# First time with Room EQ Wizard, a graph!



## Stevevossum (Sep 27, 2013)

Hi, I need help understanding the measurement I just took in my recording studio. It looks like I'm in pretty good shape until the high end, compared to other graphs I've seen, but I'm not sure. 

Any info or advice/insight would be much appreciated!

Thanks!

Steve Voss


----------



## Stevevossum (Sep 27, 2013)

I used an ECM8000 through my Zoom H4n as USB interface, because my Profire 2626 wasn't working properly with the software. I didn't have a loop going through the H4n. Also, I didn't load the calibration file for the ECM8000 that I saw on this website. 

Have I done it completely wrong?


----------



## Wayne A. Pflughaupt (Apr 13, 2006)

Hey Steve,

Something’s wrong, that doesn’t look like a frequency response graph.

Regards, 
Wayne


----------



## Stevevossum (Sep 27, 2013)

What is it if not a frequency response graph? There are frequencies and decibels and plots. Am I missing something further? 

I followed the instructions of the youtube video with 62k views (This forum wouldn't let me post the link?). 

Let me know my error! Not sure if I've done this right. 


Steve


----------



## Wayne A. Pflughaupt (Apr 13, 2006)

Stevevossum said:


> What is it if not a frequency response graph? There are frequencies and decibels and plots. Am I missing something further?
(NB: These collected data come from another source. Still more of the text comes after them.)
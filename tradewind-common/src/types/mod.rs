//! Core value types: fixed-precision decimals, prices, quantities, money and
//! market ticks.

mod decimal;
mod money;
mod tick;

pub use decimal::{Decimal64, Price, Quantity};
pub use money::{Currency, Money};
pub use tick::QuoteTick;
impl OrderSerializer {
    pub fn new() -> Self {
        Self
    }

    pub fn serialize(&self, order: &Order) -> Result<Vec<u8>, TradingError> {
        Ok(self.to_map(order).encode())
    }

    pub fn deserialize(&self, bytes: &[u8]) -> Result<Order, TradingError> {
        self.from_map(&ObjectMap::decode(bytes)?)
    }

    fn to_map(&self, order: &Order) -> ObjectMap {
        let mut map = ObjectMap::new();
        map.put(keys::TYPE, "Order");
        map.put(keys::ID, order.id().as_str());
        map.put(keys::SYMBOL, order.symbol().to_string());
        map.put(keys::ORDER_SIDE, order.side().wire_name());
        map.put(keys::ORDER_TYPE, order.order_type().wire_name());
        map.put(keys::QUANTITY, order.quantity().to_string());
        map.put(
            keys::PRICE,
            order
                .price()
                .map(|p| p.to_string())
                .unwrap_or_else(|| NONE.to_string()),
        );
        map.put(keys::TIME_IN_FORCE, order.time_in_force().to_string());
        map.put(
            keys::EXPIRE_TIME,
            order
                .expire_time()
                .map(format_timestamp)
                .unwrap_or_else(|| NONE.to_string()),
        );
        map.put(keys::INIT_ID, order.init_id().to_string());
        map.put(keys::TIMESTAMP, format_timestamp(order.timestamp()));
        map
    }

    fn from_map(&self, map: &ObjectMap) -> Result<Order, TradingError> {
        let price = match map.get_str(keys::PRICE)? {
            NONE => None,
            value => Some(parse_price(value)?),
        };
        let expire_time = match map.get_str(keys::EXPIRE_TIME)? {
            NONE => None,
            value => Some(parse_timestamp(value)?),
        };
        Order::new(
            OrderId::from(map.get_str(keys::ID)?),
            parse_symbol(map.get_str(keys::SYMBOL)?)?,
            OrderSide::from_wire(map.get_str(keys::ORDER_SIDE)?)?,
            OrderType::from_wire(map.get_str(keys::ORDER_TYPE)?)?,
            parse_quantity(map.get_str(keys::QUANTITY)?)?,
            TimeInForce::from_str(map.get_str(keys::TIME_IN_FORCE)?)
                .map_err(|e| TradingError::Serialization(e.to_string()))?,
            price,
            expire_time,
            parse_uuid(map.get_str(keys::INIT_ID)?)?,
            parse_timestamp(map.get_str(keys::TIMESTAMP)?)?,
        )
        .map_err(|e| TradingError::Serialization(e.to_string()))
    }
}
//! Bracket orders: an entry order plus OCO children.

use std::fmt;

use serde::{Deserialize, Serialize};

use super::order::Order;
use super::types::{OrderSide, OrderType};
use crate::error::{require, TradingError};
use crate::identifiers::OrderId;

/// An entry order bracketed by a stop-loss and an optional take-profit.
///
/// The children are one-cancels-other: when one fills or cancels on the
/// venue, the sibling is cancelled. The bracket id is `"B" + entry.id`.
#[derive(Debug, Clone, PartialEq, Eq, Serialize, Deserialize)]
pub struct BracketOrder {
    id: OrderId,
    entry: Order,
    stop_loss: Order,
    take_profit: Option<Order>,
}

impl BracketOrder {
    pub fn new(
        entry: Order,
        stop_loss: Order,
        take_profit: Option<Order>,
    ) -> Result<Self, TradingError> {
        require(
            stop_loss.order_type() == OrderType::Stop,
            "the stop-loss must be a STOP order",
        )?;
        require(
            stop_loss.side() == entry.side().opposite(),
            "the stop-loss must oppose the entry side",
        )?;
        if let Some(tp) = &take_profit {
            require(
                tp.order_type() == OrderType::Limit,
                "the take-profit must be a LIMIT order",
            )?;
            require(
                tp.side() == entry.side().opposite(),
                "the take-profit must oppose the entry side",
            )?;
            require(
                tp.symbol() == entry.symbol(),
                "the take-profit symbol must match the entry",
            )?;
        }
        require(
            stop_loss.symbol() == entry.symbol(),
            "the stop-loss symbol must match the entry",
        )?;

        let id = OrderId::from(format!("B{}", entry.id()));
        Ok(Self {
            id,
            entry,
            stop_loss,
            take_profit,
        })
    }

    pub fn id(&self) -> &OrderId {
        &self.id
    }

    pub fn entry(&self) -> &Order {
        &self.entry
    }

    pub fn stop_loss(&self) -> &Order {
        &self.stop_loss
    }

    pub fn take_profit(&self) -> Option<&Order> {
        self.take_profit.as_ref()
    }

    pub fn has_take_profit(&self) -> bool {
        self.take_profit.is_some()
    }

    /// The component orders in submission order: entry, stop-loss, then the
    /// take-profit when present.
    pub fn orders(&self) -> Vec<&Order> {
        let mut orders = vec![&self.entry, &self.stop_loss];
        if let Some(take_profit) = &self.take_profit {
            orders.push(take_profit);
        }
        orders
    }

    /// The entry side, for convenience.
    pub fn side(&self) -> OrderSide {
        self.entry.side()
    }
}

impl fmt::Display for BracketOrder {
    fn fmt(&self, f: &mut fmt::Formatter<'_>) -> fmt::Result {
        write!(
            f,
            "BracketOrder({} entry={} sl={} tp={})",
            self.id,
            self.entry.id(),
            self.stop_loss.id(),
            self.take_profit
                .as_ref()
                .map(|o| o.id().to_string())
                .unwrap_or_else(|| "NONE".to_string()),
        )
    }
}

#[cfg(test)]
mod tests {
    use super::*;
    use crate::identifiers::Symbol;
    use crate::orders::TimeInForce;
    use crate::types::{Price, Quantity};
    use chrono::{TimeZone, Utc};
    use uuid::Uuid;

    fn order(id: &str, side: OrderSide, order_type: OrderType, price: Option<&str>) -> Order {
        Order::new(
            OrderId::from(id),
            Symbol::new("AUDUSD", "FXCM").unwrap(),
            side,
            order_type,
            Quantity::from_units(10),
            match order_type {
                OrderType::Market => TimeInForce::Day,
                _ => TimeInForce::Gtc,
            },
            price.map(|p| Price::parse(p).unwrap()),
            None,
            Uuid::from_u128(1),
            Utc.timestamp_opt(0, 0).unwrap(),
        )
        .unwrap()
    }

    #[test]
    fn bracket_id_prefixes_entry_id() {
        let bracket = BracketOrder::new(
            order("O-1", OrderSide::Buy, OrderType::Market, None),
            order("O-2", OrderSide::Sell, OrderType::Stop, Some("0.99000")),
            Some(order("O-3", OrderSide::Sell, OrderType::Limit, Some("1.05000"))),
        )
        .unwrap();
        assert_eq!(bracket.id().as_str(), "BO-1");
        assert!(bracket.has_take_profit());
        assert_eq!(bracket.side(), OrderSide::Buy);
    }

    #[test]
    fn stop_loss_must_be_a_stop() {
        let result = BracketOrder::new(
            order("O-1", OrderSide::Buy, OrderType::Market, None),
            order("O-2", OrderSide::Sell, OrderType::Limit, Some("0.99000")),
            None,
        );
        assert!(result.is_err());
    }

    #[test]
    fn children_must_oppose_entry() {
        let result = BracketOrder::new(
            order("O-1", OrderSide::Buy, OrderType::Market, None),
            order("O-2", OrderSide::Buy, OrderType::Stop, Some("0.99000")),
            None,
        );
        assert!(result.is_err());
    }

    #[test]
    fn take_profit_is_optional() {
        let bracket = BracketOrder::new(
            order("O-1", OrderSide::Sell, OrderType::Market, None),
            order("O-2", OrderSide::Buy, OrderType::Stop, Some("1.05000")),
            None,
        )
        .unwrap();
        assert!(!bracket.has_take_profit());
    }
}
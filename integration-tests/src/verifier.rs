//! Database invariant verification, run after every scenario.

use rust_decimal::Decimal;
use tradewind_common::database::ExecutionDatabase;
use tradewind_common::orders::OrderStatus;

/// Panics if any execution database invariant is violated:
///
/// 1. Every order in the working set is in the WORKING state.
/// 2. Every order in the completed set is in a terminal state.
/// 3. Open positions have positive quantity; closed positions have zero
///    quantity and a close timestamp.
/// 4. An order indexed to a position shares that position's strategy.
/// 5. A position's applied fill quantities sum to its cumulative volume.
pub fn verify_invariants(db: &dyn ExecutionDatabase) {
    for (order_id, order) in db.get_orders_working(None) {
        assert_eq!(
            order.status(),
            OrderStatus::Working,
            "working-set order {order_id} is in state {}",
            order.status()
        );
    }

    for (order_id, order) in db.get_orders_completed(None) {
        assert!(
            order.status().is_completed(),
            "completed-set order {order_id} is in state {}",
            order.status()
        );
    }

    for (position_id, position) in db.get_positions_open(None) {
        assert!(
            position.quantity().as_decimal() > Decimal::ZERO,
            "open position {position_id} has non-positive quantity"
        );
    }
    for (position_id, position) in db.get_positions_closed(None) {
        assert!(
            position.quantity().is_zero(),
            "closed position {position_id} has residual quantity"
        );
        assert!(
            position.closed_time().is_some(),
            "closed position {position_id} has no closed time"
        );
    }

    for order_id in db.get_order_ids() {
        if let Some(position_id) = db.get_position_id(&order_id) {
            let order_strategy = db.get_strategy_for_order(&order_id);
            let position_strategy = db.get_strategy_for_position(&position_id);
            assert_eq!(
                order_strategy, position_strategy,
                "order {order_id} and position {position_id} disagree on strategy"
            );
        }
    }

    for (position_id, position) in db.get_positions(None) {
        let fill_sum: Decimal = position
            .events()
            .iter()
            .filter_map(|event| event.as_fill())
            .map(|fill| fill.quantity.as_decimal())
            .sum();
        assert_eq!(
            fill_sum,
            position.cumulative_volume(),
            "position {position_id} fill volume mismatch"
        );
    }
}
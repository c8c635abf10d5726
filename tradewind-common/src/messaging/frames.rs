//! The two-frame wire format: `[header, body]`, each individually
//! compressed.
//!
//! The header is a string-to-string map carrying at least `MessageType` and
//! `Type` (the payload name), encoded with the same binary map codec as the
//! envelopes themselves.

use std::fmt;
use std::str::FromStr;

use super::compression::Compressor;
use crate::error::TradingError;
use crate::serialization::{keys, ObjectMap};

/// The top-level classification of a wire message.
#[derive(Debug, Clone, Copy, PartialEq, Eq)]
pub enum MessageType {
    String,
    Request,
    Response,
}

impl MessageType {
    pub fn as_str(&self) -> &'static str {
        match self {
            MessageType::String => "String",
            MessageType::Request => "Request",
            MessageType::Response => "Response",
        }
    }
}

impl fmt::Display for MessageType {
    fn fmt(&self, f: &mut fmt::Formatter<'_>) -> fmt::Result {
        write!(f, "{}", self.as_str())
    }
}

impl FromStr for MessageType {
    type Err = TradingError;

    fn from_str(s: &str) -> Result<Self, Self::Err> {
        match s {
            "String" => Ok(MessageType::String),
            "Request" => Ok(MessageType::Request),
            "Response" => Ok(MessageType::Response),
            other => Err(TradingError::Serialization(format!(
                "unknown message type '{other}'"
            ))),
        }
    }
}

/// The two compressed frames a message travels as.
#[derive(Debug, Clone, PartialEq, Eq)]
pub struct MessageFrames {
    pub header: Vec<u8>,
    pub body: Vec<u8>,
}

impl MessageFrames {
    /// Pack a typed payload into compressed frames.
    pub fn pack(
        message_type: MessageType,
        type_name: &str,
        body: &[u8],
        compressor: &dyn Compressor,
    ) -> Self {
        let mut header = ObjectMap::new();
        header.put("MessageType", message_type.as_str());
        header.put(keys::TYPE, type_name);
        Self {
            header: compressor.compress(&header.encode()),
            body: compressor.compress(body),
        }
    }

    /// Unpack frames into `(message_type, type_name, body)`.
    pub fn unpack(
        &self,
        compressor: &dyn Compressor,
    ) -> Result<(MessageType, String, Vec<u8>), TradingError> {
        let header_bytes = compressor.decompress(&self.header)?;
        let header = ObjectMap::decode(&header_bytes)?;
        let message_type = MessageType::from_str(header.get_str("MessageType")?)?;
        let type_name = header.get_str(keys::TYPE)?.to_string();
        let body = compressor.decompress(&self.body)?;
        Ok((message_type, type_name, body))
    }
}

#[cfg(test)]
mod tests {
    use super::*;
    use crate::messaging::{BypassCompressor, Lz4Compressor};

    #[test]
    fn frames_round_trip_with_lz4() {
        let compressor = Lz4Compressor;
        let frames = MessageFrames::pack(
            MessageType::Request,
            "Connect",
            b"payload bytes",
            &compressor,
        );
        let (message_type, type_name, body) = frames.unpack(&compressor).unwrap();
        assert_eq!(message_type, MessageType::Request);
        assert_eq!(type_name, "Connect");
        assert_eq!(body, b"payload bytes");
    }

    #[test]
    fn frames_round_trip_with_bypass() {
        let compressor = BypassCompressor;
        let frames =
            MessageFrames::pack(MessageType::Response, "Connected", b"ok", &compressor);
        let (message_type, type_name, body) = frames.unpack(&compressor).unwrap();
        assert_eq!(message_type, MessageType::Response);
        assert_eq!(type_name, "Connected");
        assert_eq!(body, b"ok");
    }

    #[test]
    fn compressor_mismatch_fails() {
        let frames = MessageFrames::pack(
            MessageType::String,
            "Log",
            b"hello",
            &Lz4Compressor,
        );
        // Bypass decompression yields bytes that are not a valid map.
        assert!(frames.unpack(&BypassCompressor).is_err());
    }
}
//! Backtest and engine configuration.

use rust_decimal::Decimal;

use crate::error::{require, TradingError};
use crate::identifiers::{AccountId, TraderId};
use crate::logging::LogConfig;
use crate::types::Currency;

/// Which execution database back-end to run.
#[derive(Debug, Clone, Copy, PartialEq, Eq, Default)]
pub enum ExecDbKind {
    #[default]
    InMemory,
    KeyValue,
}

/// Configuration for a backtest run.
#[derive(Debug, Clone)]
pub struct BacktestConfig {
    pub trader_id: TraderId,
    pub account_id: AccountId,
    pub venue_name: String,
    /// Bounded per-symbol tick cache size.
    pub tick_capacity: usize,
    /// Bounded per-symbol bar cache size (reserved for bar-driven data
    /// clients).
    pub bar_capacity: usize,
    pub exec_db_type: ExecDbKind,
    pub starting_capital: Decimal,
    pub account_currency: Currency,
    pub commission_rate_bp: Decimal,
    /// Annualized short-term interest rate for rollover accrual.
    pub short_term_interest_rate: Decimal,
    pub frozen_account: bool,
    pub log: LogConfig,
}

impl Default for BacktestConfig {
    fn default() -> Self {
        Self {
            trader_id: TraderId::from("BACKTESTER-000"),
            account_id: AccountId::from("SIM-000"),
            venue_name: "SIM".to_string(),
            tick_capacity: 1_000,
            bar_capacity: 1_000,
            exec_db_type: ExecDbKind::InMemory,
            starting_capital: Decimal::from(1_000_000),
            account_currency: Currency::Usd,
            commission_rate_bp: Decimal::ZERO,
            short_term_interest_rate: Decimal::ZERO,
            frozen_account: false,
            log: LogConfig::default(),
        }
    }
}

impl BacktestConfig {
    pub fn validate(&self) -> Result<(), TradingError> {
        require(self.tick_capacity > 0, "tick_capacity must be positive")?;
        require(self.bar_capacity > 0, "bar_capacity must be positive")?;
        require(
            self.starting_capital > Decimal::ZERO,
            "starting_capital must be positive",
        )?;
        require(
            self.commission_rate_bp >= Decimal::ZERO,
            "commission_rate_bp cannot be negative",
        )?;
        require(!self.venue_name.is_empty(), "venue_name cannot be empty")?;
        Ok(())
    }
}

#[cfg(test)]
mod tests {
    use super::*;
    use rust_decimal_macros::dec;

    #[test]
    fn default_config_is_valid() {
        assert!(BacktestConfig::default().validate().is_ok());
    }

    #[test]
    fn zero_tick_capacity_is_rejected() {
        let config = BacktestConfig {
            tick_capacity: 0,
            ..Default::default()
        };
        assert!(config.validate().is_err());
    }

    #[test]
    fn negative_commission_is_rejected() {
        let config = BacktestConfig {
            commission_rate_bp: dec!(-1),
            ..Default::default()
        };
        assert!(config.validate().is_err());
    }

    #[test]
    fn non_positive_capital_is_rejected() {
        let config = BacktestConfig {
            starting_capital: Decimal::ZERO,
            ..Default::default()
        };
        assert!(config.validate().is_err());
    }
}
//! Order factory: builds validated orders with generated identifiers.
//!
//! Timestamps are explicit parameters so that identical clocks produce
//! identical orders.

use chrono::{DateTime, Utc};

use super::bracket::BracketOrder;
use super::order::Order;
use super::types::{OrderSide, OrderType, TimeInForce};
use crate::error::TradingError;
use crate::identifiers::{OrderIdGenerator, Symbol, UuidFactory};
use crate::types::{Price, Quantity};

#[derive(Debug, Clone)]
pub struct OrderFactory {
    id_generator: OrderIdGenerator,
    uuid_factory: UuidFactory,
}

impl OrderFactory {
    pub fn new(
        trader_tag: impl Into<String>,
        strategy_tag: impl Into<String>,
        uuid_factory: UuidFactory,
    ) -> Result<Self, TradingError> {
        Ok(Self {
            id_generator: OrderIdGenerator::new(trader_tag, strategy_tag)?,
            uuid_factory,
        })
    }

    /// A market order (DAY time-in-force).
    pub fn market(
        &mut self,
        symbol: Symbol,
        side: OrderSide,
        quantity: Quantity,
        now: DateTime<Utc>,
    ) -> Result<Order, TradingError> {
        Order::new(
            self.id_generator.generate(now),
            symbol,
            side,
            OrderType::Market,
            quantity,
            TimeInForce::Day,
            None,
            None,
            self.uuid_factory.generate(),
            now,
        )
    }

    /// A limit order. `expire_time` must be given iff `time_in_force` is GTD.
    #[allow(clippy::too_many_arguments)]
    pub fn limit(
        &mut self,
        symbol: Symbol,
        side: OrderSide,
        quantity: Quantity,
        price: Price,
        time_in_force: TimeInForce,
        expire_time: Option<DateTime<Utc>>,
        now: DateTime<Utc>,
    ) -> Result<Order, TradingError> {
        Order::new(
            self.id_generator.generate(now),
            symbol,
            side,
            OrderType::Limit,
            quantity,
            time_in_force,
            Some(price),
            expire_time,
            self.uuid_factory.generate(),
            now,
        )
    }

    /// A stop order.
    #[allow(clippy::too_many_arguments)]
    pub fn stop(
        &mut self,
        symbol: Symbol,
        side: OrderSide,
        quantity: Quantity,
        price: Price,
        time_in_force: TimeInForce,
        expire_time: Option<DateTime<Utc>>,
        now: DateTime<Utc>,
    ) -> Result<Order, TradingError> {
        Order::new(
            self.id_generator.generate(now),
            symbol,
            side,
            OrderType::Stop,
            quantity,
            time_in_force,
            Some(price),
            expire_time,
            self.uuid_factory.generate(),
            now,
        )
    }

    /// A bracket: market entry, stop-loss, and optional take-profit.
    pub fn bracket_market(
        &mut self,
        symbol: Symbol,
        side: OrderSide,
        quantity: Quantity,
        stop_loss_price: Price,
        take_profit_price: Option<Price>,
        now: DateTime<Utc>,
    ) -> Result<BracketOrder, TradingError> {
        let entry = self.market(symbol.clone(), side, quantity, now)?;
        let stop_loss = self.stop(
            symbol.clone(),
            side.opposite(),
            quantity,
            stop_loss_price,
            TimeInForce::Gtc,
            None,
            now,
        )?;
        let take_profit = match take_profit_price {
            Some(price) => Some(self.limit(
                symbol,
                side.opposite(),
                quantity,
                price,
                TimeInForce::Gtc,
                None,
                now,
            )?),
            None => None,
        };
        BracketOrder::new(entry, stop_loss, take_profit)
    }

    /// Reset the id and uuid counters.
    pub fn reset(&mut self) {
        self.id_generator.reset();
        self.uuid_factory.reset();
    }
}

#[cfg(test)]
mod tests {
    use super::*;
    use chrono::TimeZone;
    use rust_decimal_macros::dec;

    fn factory() -> OrderFactory {
        OrderFactory::new("001", "001", UuidFactory::deterministic(9)).unwrap()
    }

    fn unix_epoch() -> DateTime<Utc> {
        Utc.timestamp_opt(0, 0).unwrap()
    }

    fn audusd() -> Symbol {
        Symbol::new("AUDUSD", "FXCM").unwrap()
    }

    #[test]
    fn market_orders_get_sequential_ids() {
        let mut factory = factory();
        let one = factory
            .market(audusd(), OrderSide::Buy, Quantity::from_units(100), unix_epoch())
            .unwrap();
        let two = factory
            .market(audusd(), OrderSide::Sell, Quantity::from_units(100), unix_epoch())
            .unwrap();
        assert_eq!(one.id().as_str(), "O-19700101-000000-001-001-1");
        assert_eq!(two.id().as_str(), "O-19700101-000000-001-001-2");
        assert_ne!(one.init_id(), two.init_id());
    }

    #[test]
    fn bracket_orders_share_quantity_and_symbol() {
        let mut factory = factory();
        let bracket = factory
            .bracket_market(
                audusd(),
                OrderSide::Buy,
                Quantity::from_units(10),
                Price::new(dec!(0.99), 2).unwrap(),
                Some(Price::new(dec!(1.05), 2).unwrap()),
                unix_epoch(),
            )
            .unwrap();
        assert_eq!(bracket.entry().quantity(), Quantity::from_units(10));
        assert_eq!(bracket.stop_loss().quantity(), Quantity::from_units(10));
        assert_eq!(
            bracket.take_profit().unwrap().quantity(),
            Quantity::from_units(10)
        );
        assert_eq!(bracket.stop_loss().side(), OrderSide::Sell);
    }

    #[test]
    fn reset_replays_identifier_sequence() {
        let mut factory = factory();
        let first = factory
            .market(audusd(), OrderSide::Buy, Quantity::from_units(1), unix_epoch())
            .unwrap();
        factory.reset();
        let replay = factory
            .market(audusd(), OrderSide::Buy, Quantity::from_units(1), unix_epoch())
            .unwrap();
        assert_eq!(first.id(), replay.id());
        assert_eq!(first.init_id(), replay.init_id());
    }
}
It’s common for an unsmoothed graph to show raggedness, or comb filtering, in the upper frequencies. This is a rather poor description, but since comb filtering is essentially minute _cancellations_, it should appear on a graph _downward_ of the main trend in response, as we see in the graph below:










The strange thing about your graph is that the “comb filtering” is both above and below – which defies acoustical physics and therefore can’t be right. Maybe John will weigh in and let us know what the problem is.

Regards, 
Wayne


----------



## jtalden (Mar 12, 2009)

Steve,
Possibly a room measurement may have been accidentally loaded as a soundcard calibration?

To check this out just use the "Change Cal..." in the measurement panel to clear the soundcard cal from that measurement. We can then see if it looks more normal.

You could instead just click the box at the bottom of the chart to see the plot of the soundcard cal right on the chart.


----------



## JohnM (Apr 11, 2006)

jtalden said:


> Possibly a room measurement may have been accidentally loaded as a soundcard calibration?


That's the most likely explanation for a plot like that.


----------